▸ **Task prompt**: Copy word for word the lines from the start of the records through the line that contains "pub async fn create_presigner(config: &Config)", both included.

Saved entries:
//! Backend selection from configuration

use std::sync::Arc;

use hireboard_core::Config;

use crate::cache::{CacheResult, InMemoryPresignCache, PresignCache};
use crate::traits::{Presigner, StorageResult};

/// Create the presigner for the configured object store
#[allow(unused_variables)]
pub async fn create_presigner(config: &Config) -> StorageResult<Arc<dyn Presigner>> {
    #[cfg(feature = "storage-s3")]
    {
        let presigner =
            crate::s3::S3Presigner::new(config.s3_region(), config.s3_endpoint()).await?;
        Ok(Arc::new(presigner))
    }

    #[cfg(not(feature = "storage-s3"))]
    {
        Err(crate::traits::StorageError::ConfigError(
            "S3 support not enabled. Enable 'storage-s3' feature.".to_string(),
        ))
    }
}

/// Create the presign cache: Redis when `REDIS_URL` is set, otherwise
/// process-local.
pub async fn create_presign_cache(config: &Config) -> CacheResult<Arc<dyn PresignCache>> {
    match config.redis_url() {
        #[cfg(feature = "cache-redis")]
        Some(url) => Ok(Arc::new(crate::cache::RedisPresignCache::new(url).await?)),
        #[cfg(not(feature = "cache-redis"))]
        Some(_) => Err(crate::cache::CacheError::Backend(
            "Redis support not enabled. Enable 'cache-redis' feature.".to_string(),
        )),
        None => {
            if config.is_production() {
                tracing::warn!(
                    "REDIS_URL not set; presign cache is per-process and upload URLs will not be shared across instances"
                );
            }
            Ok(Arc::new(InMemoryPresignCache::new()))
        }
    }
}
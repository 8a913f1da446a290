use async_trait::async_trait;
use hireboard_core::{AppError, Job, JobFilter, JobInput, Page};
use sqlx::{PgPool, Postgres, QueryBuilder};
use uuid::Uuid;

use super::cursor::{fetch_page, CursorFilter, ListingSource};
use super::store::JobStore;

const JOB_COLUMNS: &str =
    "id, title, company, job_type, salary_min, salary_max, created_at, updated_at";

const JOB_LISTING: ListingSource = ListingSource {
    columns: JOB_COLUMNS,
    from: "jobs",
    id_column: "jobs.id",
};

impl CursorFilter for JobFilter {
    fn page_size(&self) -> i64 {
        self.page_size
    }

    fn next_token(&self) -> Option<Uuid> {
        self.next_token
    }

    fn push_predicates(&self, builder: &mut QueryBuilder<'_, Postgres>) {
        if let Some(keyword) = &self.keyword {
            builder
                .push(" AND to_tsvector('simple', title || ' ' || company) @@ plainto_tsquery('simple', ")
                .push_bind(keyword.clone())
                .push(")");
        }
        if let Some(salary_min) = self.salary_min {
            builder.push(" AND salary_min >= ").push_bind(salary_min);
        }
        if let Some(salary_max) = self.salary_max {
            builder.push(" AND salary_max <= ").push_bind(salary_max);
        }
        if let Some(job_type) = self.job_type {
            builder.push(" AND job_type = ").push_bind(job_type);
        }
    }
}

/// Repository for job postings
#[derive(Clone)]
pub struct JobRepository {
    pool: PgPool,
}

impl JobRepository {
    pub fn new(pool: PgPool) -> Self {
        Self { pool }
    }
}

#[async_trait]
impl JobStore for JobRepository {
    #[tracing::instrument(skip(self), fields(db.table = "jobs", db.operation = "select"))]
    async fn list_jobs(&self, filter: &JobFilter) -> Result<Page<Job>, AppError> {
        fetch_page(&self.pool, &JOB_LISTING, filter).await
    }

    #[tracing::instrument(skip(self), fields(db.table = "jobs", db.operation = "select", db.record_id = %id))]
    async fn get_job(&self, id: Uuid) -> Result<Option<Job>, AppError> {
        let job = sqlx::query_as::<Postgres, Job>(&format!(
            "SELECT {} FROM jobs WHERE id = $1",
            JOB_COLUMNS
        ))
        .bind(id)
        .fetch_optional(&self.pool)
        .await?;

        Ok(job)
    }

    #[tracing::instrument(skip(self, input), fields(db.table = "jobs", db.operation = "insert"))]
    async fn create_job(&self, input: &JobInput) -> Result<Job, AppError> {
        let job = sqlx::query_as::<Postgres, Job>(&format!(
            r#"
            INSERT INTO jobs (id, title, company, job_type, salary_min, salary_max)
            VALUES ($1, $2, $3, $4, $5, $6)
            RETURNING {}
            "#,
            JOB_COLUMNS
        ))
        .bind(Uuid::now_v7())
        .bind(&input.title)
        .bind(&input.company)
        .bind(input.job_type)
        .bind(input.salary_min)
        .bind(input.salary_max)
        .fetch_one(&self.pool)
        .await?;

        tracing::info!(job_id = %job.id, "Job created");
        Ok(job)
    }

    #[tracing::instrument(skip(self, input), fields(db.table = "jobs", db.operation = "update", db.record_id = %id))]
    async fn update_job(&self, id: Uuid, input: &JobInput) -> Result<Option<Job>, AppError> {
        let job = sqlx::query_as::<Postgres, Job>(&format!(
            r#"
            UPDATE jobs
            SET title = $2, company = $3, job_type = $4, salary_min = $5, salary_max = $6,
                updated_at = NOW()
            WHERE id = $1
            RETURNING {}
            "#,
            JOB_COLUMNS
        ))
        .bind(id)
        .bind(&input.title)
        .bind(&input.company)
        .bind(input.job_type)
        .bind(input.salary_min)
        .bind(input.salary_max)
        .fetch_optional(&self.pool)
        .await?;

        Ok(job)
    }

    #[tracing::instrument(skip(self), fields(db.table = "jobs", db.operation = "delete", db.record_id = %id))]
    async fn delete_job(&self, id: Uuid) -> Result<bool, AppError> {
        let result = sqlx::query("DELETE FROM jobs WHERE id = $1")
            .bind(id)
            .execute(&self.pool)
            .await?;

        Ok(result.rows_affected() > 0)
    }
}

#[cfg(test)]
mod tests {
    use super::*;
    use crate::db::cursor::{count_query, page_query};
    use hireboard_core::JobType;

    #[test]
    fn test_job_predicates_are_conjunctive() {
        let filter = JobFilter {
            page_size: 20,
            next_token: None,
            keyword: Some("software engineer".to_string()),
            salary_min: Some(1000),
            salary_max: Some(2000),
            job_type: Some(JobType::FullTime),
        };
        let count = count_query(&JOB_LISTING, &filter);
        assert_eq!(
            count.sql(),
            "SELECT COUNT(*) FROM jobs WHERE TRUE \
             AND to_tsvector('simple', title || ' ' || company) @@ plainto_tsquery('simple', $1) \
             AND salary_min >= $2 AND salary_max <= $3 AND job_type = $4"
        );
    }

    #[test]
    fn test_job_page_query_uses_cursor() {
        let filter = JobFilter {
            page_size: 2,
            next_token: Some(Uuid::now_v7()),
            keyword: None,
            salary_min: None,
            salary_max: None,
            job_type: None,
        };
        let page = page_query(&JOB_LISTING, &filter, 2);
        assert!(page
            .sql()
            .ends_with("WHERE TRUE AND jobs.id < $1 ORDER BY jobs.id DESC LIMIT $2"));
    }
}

▸ **Solution to this problem**:
//! Backend selection from configuration

use std::sync::Arc;

use hireboard_core::Config;

use crate::cache::{CacheResult, InMemoryPresignCache, PresignCache};
use crate::traits::{Presigner, StorageResult};

/// Create the presigner for the configured object store
#[allow(unused_variables)]
pub async fn create_presigner(config: &Config) -> StorageResult<Arc<dyn Presigner>> {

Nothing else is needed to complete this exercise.